= Beginning of Section =

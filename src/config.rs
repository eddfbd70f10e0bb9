//! Server configuration.
//!
//! Every process-wide knob lives in [`ServerConfig`], built once at startup
//! via its [`ServerConfigBuilder`] and then shared read-only with every
//! request handler. Nothing in it is mutated after the server starts.

use crate::error::ConvertError;
use serde::Serialize;
use std::path::PathBuf;

/// Default byte budget for JPEG/PNG outputs, in KiB.
pub const DEFAULT_BUDGET_KB: u64 = 500;

/// Default request body ceiling (100 MiB). Base64 inflates uploads by a
/// third, so this admits roughly 75 MiB of raw files per request.
pub const DEFAULT_MAX_REQUEST_BYTES: usize = 100 * 1024 * 1024;

/// Configuration for the conversion server.
///
/// # Example
/// ```rust
/// use pixdoc::ServerConfig;
///
/// let config = ServerConfig::builder()
///     .port(8080)
///     .default_budget_kb(250)
///     .build()
///     .unwrap();
/// assert_eq!(config.port, 8080);
/// ```
#[derive(Debug, Clone, Serialize)]
pub struct ServerConfig {
    /// Address to bind. Default: `0.0.0.0`.
    pub host: String,

    /// TCP port. Default: 5000.
    pub port: u16,

    /// Maximum accepted request body in bytes. Default: 100 MiB.
    ///
    /// Uploads arrive base64-encoded inside JSON, so the whole batch must fit
    /// in one body.
    pub max_request_bytes: usize,

    /// Byte budget in KiB applied when a request omits `max_file_size`.
    /// Default: 500.
    pub default_budget_kb: u64,

    /// Title written into DOCX and PPTX outputs. Default: "Converted Images".
    pub document_title: String,

    /// Explicit path to the pdfium shared library. If None, the system
    /// library search path is used.
    pub pdfium_library: Option<PathBuf>,
}

impl Default for ServerConfig {
    fn default() -> Self {
        Self {
            host: "0.0.0.0".to_string(),
            port: 5000,
            max_request_bytes: DEFAULT_MAX_REQUEST_BYTES,
            default_budget_kb: DEFAULT_BUDGET_KB,
            document_title: "Converted Images".to_string(),
            pdfium_library: None,
        }
    }
}

impl ServerConfig {
    /// Create a new builder for `ServerConfig`.
    pub fn builder() -> ServerConfigBuilder {
        ServerConfigBuilder {
            config: Self::default(),
        }
    }

    /// `host:port` string suitable for `TcpListener::bind`.
    pub fn bind_address(&self) -> String {
        format!("{}:{}", self.host, self.port)
    }
}

/// Builder for [`ServerConfig`].
#[derive(Debug)]
pub struct ServerConfigBuilder {
    config: ServerConfig,
}

impl ServerConfigBuilder {
    pub fn host(mut self, host: impl Into<String>) -> Self {
        self.config.host = host.into();
        self
    }

    pub fn port(mut self, port: u16) -> Self {
        self.config.port = port;
        self
    }

    pub fn max_request_bytes(mut self, bytes: usize) -> Self {
        self.config.max_request_bytes = bytes;
        self
    }

    pub fn default_budget_kb(mut self, kb: u64) -> Self {
        self.config.default_budget_kb = kb;
        self
    }

    pub fn document_title(mut self, title: impl Into<String>) -> Self {
        self.config.document_title = title.into();
        self
    }

    pub fn pdfium_library(mut self, path: impl Into<PathBuf>) -> Self {
        self.config.pdfium_library = Some(path.into());
        self
    }

    /// Build the configuration, validating constraints.
    pub fn build(self) -> Result<ServerConfig, ConvertError> {
        let c = &self.config;
        if c.host.trim().is_empty() {
            return Err(ConvertError::InvalidConfig("host must not be empty".into()));
        }
        if c.max_request_bytes < 1024 {
            return Err(ConvertError::InvalidConfig(format!(
                "max_request_bytes must be ≥ 1024, got {}",
                c.max_request_bytes
            )));
        }
        if c.document_title.trim().is_empty() {
            return Err(ConvertError::InvalidConfig(
                "document_title must not be empty".into(),
            ));
        }
        Ok(self.config)
    }
}
//! Shared plumbing for the OOXML containers (DOCX, PPTX).
//!
//! Both formats are zip archives of XML parts plus binary media. Parts are
//! assembled as strings; text content goes through [`escape_text`].

use crate::error::ConvertError;
use crate::pipeline::encode::encode_png;
use image::DynamicImage;
use quick_xml::escape::escape;
use std::borrow::Cow;
use std::io::{Cursor, Write};
use zip::write::SimpleFileOptions;
use zip::{CompressionMethod, ZipWriter};

pub(crate) const XML_DECL: &str =
    r#"<?xml version="1.0" encoding="UTF-8" standalone="yes"?>"#;

pub(crate) const NS_REL: &str =
    "http://schemas.openxmlformats.org/officeDocument/2006/relationships";
pub(crate) const NS_A: &str = "http://schemas.openxmlformats.org/drawingml/2006/main";
pub(crate) const NS_PIC: &str = "http://schemas.openxmlformats.org/drawingml/2006/picture";

pub(crate) const REL_OFFICE_DOCUMENT: &str =
    "http://schemas.openxmlformats.org/officeDocument/2006/relationships/officeDocument";
pub(crate) const REL_IMAGE: &str =
    "http://schemas.openxmlformats.org/officeDocument/2006/relationships/image";

/// English Metric Units per inch.
pub(crate) const EMU_PER_INCH: u64 = 914_400;

/// Escape text for element content or attribute values.
pub(crate) fn escape_text(text: &str) -> Cow<'_, str> {
    escape(text)
}

/// A relationship entry in a `.rels` part.
pub(crate) struct Relationship<'a> {
    pub id: String,
    pub kind: &'a str,
    pub target: String,
}

/// Render a `.rels` part.
pub(crate) fn relationships_xml(rels: &[Relationship<'_>]) -> String {
    let mut xml = String::from(XML_DECL);
    xml.push_str(
        r#"<Relationships xmlns="http://schemas.openxmlformats.org/package/2006/relationships">"#,
    );
    for rel in rels {
        xml.push_str(&format!(
            r#"<Relationship Id="{}" Type="{}" Target="{}"/>"#,
            rel.id,
            rel.kind,
            escape_text(&rel.target)
        ));
    }
    xml.push_str("</Relationships>");
    xml
}

/// Render `[Content_Types].xml` with png/xml/rels defaults plus overrides.
pub(crate) fn content_types_xml(overrides: &[(String, &str)]) -> String {
    let mut xml = String::from(XML_DECL);
    xml.push_str(
        r#"<Types xmlns="http://schemas.openxmlformats.org/package/2006/content-types">"#,
    );
    xml.push_str(
        r#"<Default Extension="rels" ContentType="application/vnd.openxmlformats-package.relationships+xml"/>"#,
    );
    xml.push_str(r#"<Default Extension="xml" ContentType="application/xml"/>"#);
    xml.push_str(r#"<Default Extension="png" ContentType="image/png"/>"#);
    for (part, content_type) in overrides {
        xml.push_str(&format!(
            r#"<Override PartName="{part}" ContentType="{content_type}"/>"#
        ));
    }
    xml.push_str("</Types>");
    xml
}

/// In-memory zip package.
pub(crate) struct Package {
    writer: ZipWriter<Cursor<Vec<u8>>>,
    format: &'static str,
}

impl Package {
    pub fn new(format: &'static str) -> Self {
        Self {
            writer: ZipWriter::new(Cursor::new(Vec::new())),
            format,
        }
    }

    pub fn add(&mut self, path: &str, contents: &[u8]) -> Result<(), ConvertError> {
        let format = self.format;
        let fail = |detail: String| ConvertError::Export { format, detail };
        let options = SimpleFileOptions::default().compression_method(CompressionMethod::Deflated);
        self.writer
            .start_file(path, options)
            .map_err(|e| fail(format!("{path}: {e}")))?;
        self.writer
            .write_all(contents)
            .map_err(|e| fail(format!("{path}: {e}")))
    }

    pub fn finish(self) -> Result<Vec<u8>, ConvertError> {
        let format = self.format;
        self.writer
            .finish()
            .map(Cursor::into_inner)
            .map_err(|e| ConvertError::Export {
                format,
                detail: e.to_string(),
            })
    }
}

/// An image prepared for embedding: PNG bytes plus pixel size.
pub(crate) struct Media {
    pub png: Vec<u8>,
    pub width: u32,
    pub height: u32,
}

impl Media {
    pub fn from_image(image: &DynamicImage) -> Result<Self, ConvertError> {
        Ok(Self {
            png: encode_png(image)?,
            width: image.width().max(1),
            height: image.height().max(1),
        })
    }

    /// Aspect ratio (width / height).
    pub fn ratio(&self) -> f64 {
        f64::from(self.width) / f64::from(self.height)
    }
}

/// The `<pic:pic>` element shared by DOCX inline drawings and PPTX slides.
///
/// `id` must be unique within its part; `rel_id` names the image relationship.
pub(crate) fn picture_xml(
    prefix: &str,
    id: usize,
    rel_id: &str,
    x: u64,
    y: u64,
    cx: u64,
    cy: u64,
) -> String {
    format!(
        concat!(
            r#"<{p}:pic{ns}>"#,
            r#"<{p}:nvPicPr><{p}:cNvPr id="{id}" name="Picture {id}"/><{p}:cNvPicPr><a:picLocks noChangeAspect="1"/></{p}:cNvPicPr>{nvpr}</{p}:nvPicPr>"#,
            r#"<{p}:blipFill><a:blip r:embed="{rel}"/><a:stretch><a:fillRect/></a:stretch></{p}:blipFill>"#,
            r#"<{p}:spPr><a:xfrm><a:off x="{x}" y="{y}"/><a:ext cx="{cx}" cy="{cy}"/></a:xfrm><a:prstGeom prst="rect"><a:avLst/></a:prstGeom></{p}:spPr>"#,
            r#"</{p}:pic>"#
        ),
        p = prefix,
        ns = if prefix == "pic" {
            format!(r#" xmlns:pic="{NS_PIC}""#)
        } else {
            String::new()
        },
        nvpr = if prefix == "p" { "<p:nvPr/>" } else { "" },
        id = id,
        rel = rel_id,
        x = x,
        y = y,
        cx = cx,
        cy = cy,
    )
}

#[cfg(test)]
pub(crate) mod test_support {
    use std::io::{Cursor, Read};

    /// Read one part of a zip package as UTF-8.
    pub fn read_part(package: &[u8], path: &str) -> String {
        let mut archive = zip::ZipArchive::new(Cursor::new(package)).unwrap();
        let mut file = archive.by_name(path).unwrap();
        let mut out = String::new();
        file.read_to_string(&mut out).unwrap();
        out
    }

    /// Every part name in the package.
    pub fn part_names(package: &[u8]) -> Vec<String> {
        let archive = zip::ZipArchive::new(Cursor::new(package)).unwrap();
        archive.file_names().map(str::to_string).collect()
    }

    /// Parse `xml` fully, failing on malformed markup.
    pub fn assert_well_formed(xml: &str) {
        let mut reader = quick_xml::Reader::from_str(xml);
        loop {
            match reader.read_event() {
                Ok(quick_xml::events::Event::Eof) => break,
                Ok(_) => {}
                Err(e) => panic!("malformed XML at {}: {e}", reader.buffer_position()),
            }
        }
    }
}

= End of Section =

From the first line of the data above to the line holding "the server starts.", reproduce each line exactly; emit no other lines.

filename src/config.rs
repository eddfbd70f10e0bb9
//! Server configuration.
//!
//! Every process-wide knob lives in [`ServerConfig`], built once at startup
//! via its [`ServerConfigBuilder`] and then shared read-only with every
//! request handler. Nothing in it is mutated after the server starts.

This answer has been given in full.